//! OpenAI (and OpenAI-compatible) embedding provider

use super::{Embedding, EmbeddingProvider};
use anyhow::{Context, Result};
use reqwest::Client;
use serde::{Deserialize, Serialize};

const DEFAULT_BASE_URL: &str = "https://api.openai.com/v1";

/// Inputs accepted per request by the embeddings endpoint
const MAX_INPUTS_PER_REQUEST: usize = 2048;

/// OpenAI embedding provider
pub struct OpenAIEmbedding {
    client: Client,
    api_key: String,
    base_url: String,
    model: String,
    dimension: usize,
}

#[derive(Debug, Serialize)]
struct OpenAIEmbeddingRequest<'a> {
    model: &'a str,
    input: &'a [&'a str],
}

#[derive(Debug, Deserialize)]
struct OpenAIEmbeddingResponse {
    data: Vec<EmbeddingData>,
    usage: Usage,
}

#[derive(Debug, Deserialize)]
struct EmbeddingData {
    index: usize,
    embedding: Vec<f32>,
}

#[derive(Debug, Deserialize)]
struct Usage {
    total_tokens: usize,
}

impl OpenAIEmbedding {
    pub fn new(api_key: &str, model: &str) -> Self {
        Self::with_base_url(api_key, model, DEFAULT_BASE_URL)
    }

    pub fn with_base_url(api_key: &str, model: &str, base_url: &str) -> Self {
        let dimension = match model {
            "text-embedding-3-small" => 1536,
            "text-embedding-3-large" => 3072,
            "text-embedding-ada-002" => 1536,
            _ => 1536,
        };

        Self {
            client: Client::new(),
            api_key: api_key.to_string(),
            base_url: base_url.trim_end_matches('/').to_string(),
            model: model.to_string(),
            dimension,
        }
    }

    async fn embed_request(&self, texts: &[&str]) -> Result<Vec<Embedding>> {
        let url = format!("{}/embeddings", self.base_url);
        let request = OpenAIEmbeddingRequest {
            model: &self.model,
            input: texts,
        };

        let response = self
            .client
            .post(&url)
            .header("Authorization", format!("Bearer {}", self.api_key))
            .json(&request)
            .send()
            .await
            .context("Failed to send request to OpenAI")?;

        if !response.status().is_success() {
            let status = response.status();
            let body = response.text().await.unwrap_or_default();
            anyhow::bail!("OpenAI API error ({}): {}", status, body);
        }

        let embedding_response: OpenAIEmbeddingResponse = response
            .json()
            .await
            .context("Failed to parse OpenAI response")?;
        tracing::debug!(
            "OpenAI embedded {} texts ({} tokens)",
            texts.len(),
            embedding_response.usage.total_tokens
        );

        Ok(into_ordered(embedding_response.data))
    }
}

/// The API may return items out of order; `index` is authoritative
fn into_ordered(mut data: Vec<EmbeddingData>) -> Vec<Embedding> {
    data.sort_by_key(|d| d.index);
    data.into_iter()
        .map(|d| Embedding {
            values: d.embedding,
        })
        .collect()
}

#[async_trait::async_trait]
impl EmbeddingProvider for OpenAIEmbedding {
    async fn embed(&self, text: &str) -> Result<Embedding> {
        let embeddings = self.embed_batch(&[text]).await?;
        embeddings
            .into_iter()
            .next()
            .context("No embedding returned")
    }

    async fn embed_batch(&self, texts: &[&str]) -> Result<Vec<Embedding>> {
        let mut embeddings = Vec::with_capacity(texts.len());
        for batch in texts.chunks(MAX_INPUTS_PER_REQUEST) {
            let batch_embeddings = self.embed_request(batch).await?;
            if batch_embeddings.len() != batch.len() {
                anyhow::bail!(
                    "OpenAI returned {} embeddings for {} inputs",
                    batch_embeddings.len(),
                    batch.len()
                );
            }
            embeddings.extend(batch_embeddings);
        }
        Ok(embeddings)
    }

    fn dimension(&self) -> usize {
        self.dimension
    }
}

#[cfg(test)]
mod tests {
    use super::*;

    #[test]
    fn test_response_is_reordered_by_index() {
        let response: OpenAIEmbeddingResponse = serde_json::from_str(
            r#"{
                "data": [
                    {"index": 1, "embedding": [0.5, 0.5]},
                    {"index": 0, "embedding": [1.0, 0.0]}
                ],
                "usage": {"prompt_tokens": 4, "total_tokens": 4}
            }"#,
        )
        .unwrap();
        let ordered = into_ordered(response.data);
        assert_eq!(ordered[0].values, vec![1.0, 0.0]);
        assert_eq!(ordered[1].values, vec![0.5, 0.5]);
    }

    #[test]
    fn test_dimension_and_base_url() {
        let provider = OpenAIEmbedding::with_base_url("key", "text-embedding-3-large", "http://proxy/v1/");
        assert_eq!(provider.dimension(), 3072);
        assert_eq!(provider.base_url, "http://proxy/v1");
        assert_eq!(OpenAIEmbedding::new("key", "text-embedding-3-small").dimension(), 1536);
    }
}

**DIRECTIONS**:
Return the number of lines in the material holding the string "proxy", and no other text.

**PROBLEM SOLUTION**:
2